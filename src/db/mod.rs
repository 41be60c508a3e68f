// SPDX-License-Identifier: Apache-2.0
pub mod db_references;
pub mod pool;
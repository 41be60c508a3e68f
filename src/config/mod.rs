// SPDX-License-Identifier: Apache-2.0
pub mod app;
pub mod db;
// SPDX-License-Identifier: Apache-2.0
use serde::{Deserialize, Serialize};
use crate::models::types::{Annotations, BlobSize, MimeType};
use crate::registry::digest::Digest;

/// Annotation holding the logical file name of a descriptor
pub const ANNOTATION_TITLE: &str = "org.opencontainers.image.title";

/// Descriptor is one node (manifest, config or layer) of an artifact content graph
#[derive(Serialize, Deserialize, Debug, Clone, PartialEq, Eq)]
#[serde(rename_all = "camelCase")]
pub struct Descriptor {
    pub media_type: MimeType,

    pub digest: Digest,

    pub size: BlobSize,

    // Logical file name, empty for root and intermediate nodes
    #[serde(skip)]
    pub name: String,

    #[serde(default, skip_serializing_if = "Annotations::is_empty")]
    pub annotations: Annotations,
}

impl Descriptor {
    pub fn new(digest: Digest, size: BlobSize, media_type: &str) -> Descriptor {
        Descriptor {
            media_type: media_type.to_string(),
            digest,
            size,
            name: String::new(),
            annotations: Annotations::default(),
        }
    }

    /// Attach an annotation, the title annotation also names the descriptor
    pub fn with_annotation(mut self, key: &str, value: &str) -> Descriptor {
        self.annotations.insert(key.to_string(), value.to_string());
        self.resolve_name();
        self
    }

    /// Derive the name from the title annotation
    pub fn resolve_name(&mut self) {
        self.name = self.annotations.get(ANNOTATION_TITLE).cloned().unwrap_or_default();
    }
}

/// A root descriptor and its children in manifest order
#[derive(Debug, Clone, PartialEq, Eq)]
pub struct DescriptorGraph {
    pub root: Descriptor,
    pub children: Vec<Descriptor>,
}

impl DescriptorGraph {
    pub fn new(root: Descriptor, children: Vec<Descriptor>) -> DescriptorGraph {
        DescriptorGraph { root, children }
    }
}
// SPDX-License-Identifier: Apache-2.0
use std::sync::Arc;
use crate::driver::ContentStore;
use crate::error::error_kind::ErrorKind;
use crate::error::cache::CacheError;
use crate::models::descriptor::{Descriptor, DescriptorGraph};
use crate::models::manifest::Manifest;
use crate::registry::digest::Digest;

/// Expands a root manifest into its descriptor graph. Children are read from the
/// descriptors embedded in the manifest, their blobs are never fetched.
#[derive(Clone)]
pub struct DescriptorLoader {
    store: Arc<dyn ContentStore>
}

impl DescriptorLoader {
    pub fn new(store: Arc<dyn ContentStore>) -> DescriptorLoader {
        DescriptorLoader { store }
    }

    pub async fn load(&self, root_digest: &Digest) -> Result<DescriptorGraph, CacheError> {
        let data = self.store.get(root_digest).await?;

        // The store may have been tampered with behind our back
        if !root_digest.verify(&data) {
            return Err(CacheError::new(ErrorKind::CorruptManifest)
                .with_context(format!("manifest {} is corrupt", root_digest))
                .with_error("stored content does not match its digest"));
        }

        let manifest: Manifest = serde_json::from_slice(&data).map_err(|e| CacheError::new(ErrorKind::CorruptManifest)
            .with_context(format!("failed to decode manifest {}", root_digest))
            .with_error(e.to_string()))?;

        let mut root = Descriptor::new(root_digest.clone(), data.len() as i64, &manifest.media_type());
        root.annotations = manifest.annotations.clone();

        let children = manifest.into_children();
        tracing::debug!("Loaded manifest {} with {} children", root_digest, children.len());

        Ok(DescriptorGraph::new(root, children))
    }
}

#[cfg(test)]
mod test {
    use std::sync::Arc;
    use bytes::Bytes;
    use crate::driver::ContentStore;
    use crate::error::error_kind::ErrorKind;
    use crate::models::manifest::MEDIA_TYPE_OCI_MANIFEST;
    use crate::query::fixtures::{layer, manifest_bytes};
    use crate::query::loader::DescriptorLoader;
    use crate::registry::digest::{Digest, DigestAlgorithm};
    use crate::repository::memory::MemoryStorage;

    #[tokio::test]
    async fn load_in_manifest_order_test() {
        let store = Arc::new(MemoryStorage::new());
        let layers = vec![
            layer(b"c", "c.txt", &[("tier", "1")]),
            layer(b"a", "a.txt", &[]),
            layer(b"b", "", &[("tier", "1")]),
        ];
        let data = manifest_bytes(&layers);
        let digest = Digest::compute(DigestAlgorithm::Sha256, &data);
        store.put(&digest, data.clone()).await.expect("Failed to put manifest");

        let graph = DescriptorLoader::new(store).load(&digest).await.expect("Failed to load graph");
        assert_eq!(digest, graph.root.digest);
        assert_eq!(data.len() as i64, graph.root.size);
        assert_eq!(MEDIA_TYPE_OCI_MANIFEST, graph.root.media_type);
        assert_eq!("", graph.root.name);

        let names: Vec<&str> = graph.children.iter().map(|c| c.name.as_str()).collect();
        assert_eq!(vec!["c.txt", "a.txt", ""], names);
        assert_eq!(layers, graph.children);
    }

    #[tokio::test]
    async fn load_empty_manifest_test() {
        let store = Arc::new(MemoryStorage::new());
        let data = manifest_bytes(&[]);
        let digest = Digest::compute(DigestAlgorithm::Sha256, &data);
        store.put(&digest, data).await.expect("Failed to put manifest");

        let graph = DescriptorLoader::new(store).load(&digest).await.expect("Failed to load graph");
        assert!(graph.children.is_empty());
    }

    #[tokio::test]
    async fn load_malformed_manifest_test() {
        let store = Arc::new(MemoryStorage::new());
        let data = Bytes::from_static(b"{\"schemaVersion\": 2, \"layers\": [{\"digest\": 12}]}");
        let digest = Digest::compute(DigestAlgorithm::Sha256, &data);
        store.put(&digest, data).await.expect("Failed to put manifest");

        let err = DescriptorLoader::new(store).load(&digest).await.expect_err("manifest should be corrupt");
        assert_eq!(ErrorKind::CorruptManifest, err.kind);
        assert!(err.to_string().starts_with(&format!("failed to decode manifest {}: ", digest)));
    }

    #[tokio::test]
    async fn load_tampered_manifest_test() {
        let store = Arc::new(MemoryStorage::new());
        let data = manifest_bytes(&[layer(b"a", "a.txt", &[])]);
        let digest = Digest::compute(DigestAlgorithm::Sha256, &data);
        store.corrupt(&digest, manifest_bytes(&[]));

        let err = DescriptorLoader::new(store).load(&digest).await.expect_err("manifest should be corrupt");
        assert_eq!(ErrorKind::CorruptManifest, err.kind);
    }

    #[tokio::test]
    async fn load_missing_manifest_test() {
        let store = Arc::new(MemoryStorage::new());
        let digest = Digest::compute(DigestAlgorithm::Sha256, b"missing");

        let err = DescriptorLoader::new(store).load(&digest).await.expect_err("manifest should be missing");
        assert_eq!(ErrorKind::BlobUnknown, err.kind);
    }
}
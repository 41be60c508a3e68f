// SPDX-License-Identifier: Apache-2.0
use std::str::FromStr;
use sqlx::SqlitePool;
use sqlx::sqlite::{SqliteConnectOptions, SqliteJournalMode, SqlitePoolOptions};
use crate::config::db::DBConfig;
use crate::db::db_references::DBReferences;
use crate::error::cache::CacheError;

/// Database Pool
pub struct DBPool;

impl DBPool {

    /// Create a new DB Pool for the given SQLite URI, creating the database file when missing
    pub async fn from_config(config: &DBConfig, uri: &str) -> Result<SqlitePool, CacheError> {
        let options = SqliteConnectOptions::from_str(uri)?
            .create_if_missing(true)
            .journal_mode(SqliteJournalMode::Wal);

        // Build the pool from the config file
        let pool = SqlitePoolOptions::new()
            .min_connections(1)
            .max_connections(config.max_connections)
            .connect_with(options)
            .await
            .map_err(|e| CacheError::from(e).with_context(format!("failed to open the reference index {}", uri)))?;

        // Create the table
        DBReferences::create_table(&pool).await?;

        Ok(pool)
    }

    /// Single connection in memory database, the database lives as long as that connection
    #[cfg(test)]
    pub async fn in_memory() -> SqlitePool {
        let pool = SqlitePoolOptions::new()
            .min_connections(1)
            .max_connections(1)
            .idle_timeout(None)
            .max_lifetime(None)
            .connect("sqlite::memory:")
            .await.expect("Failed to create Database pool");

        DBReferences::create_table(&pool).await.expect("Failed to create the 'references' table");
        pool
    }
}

WORK TASK: Search the material above for the string "async", and copy every line in which it turns up.

EXPECTED ANSWER:
    pub async fn load(&self, root_digest: &Digest) -> Result<DescriptorGraph, CacheError> {
    async fn load_in_manifest_order_test() {
    async fn load_empty_manifest_test() {
    async fn load_malformed_manifest_test() {
    async fn load_tampered_manifest_test() {
    async fn load_missing_manifest_test() {
    pub async fn from_config(config: &DBConfig, uri: &str) -> Result<SqlitePool, CacheError> {
    pub async fn in_memory() -> SqlitePool {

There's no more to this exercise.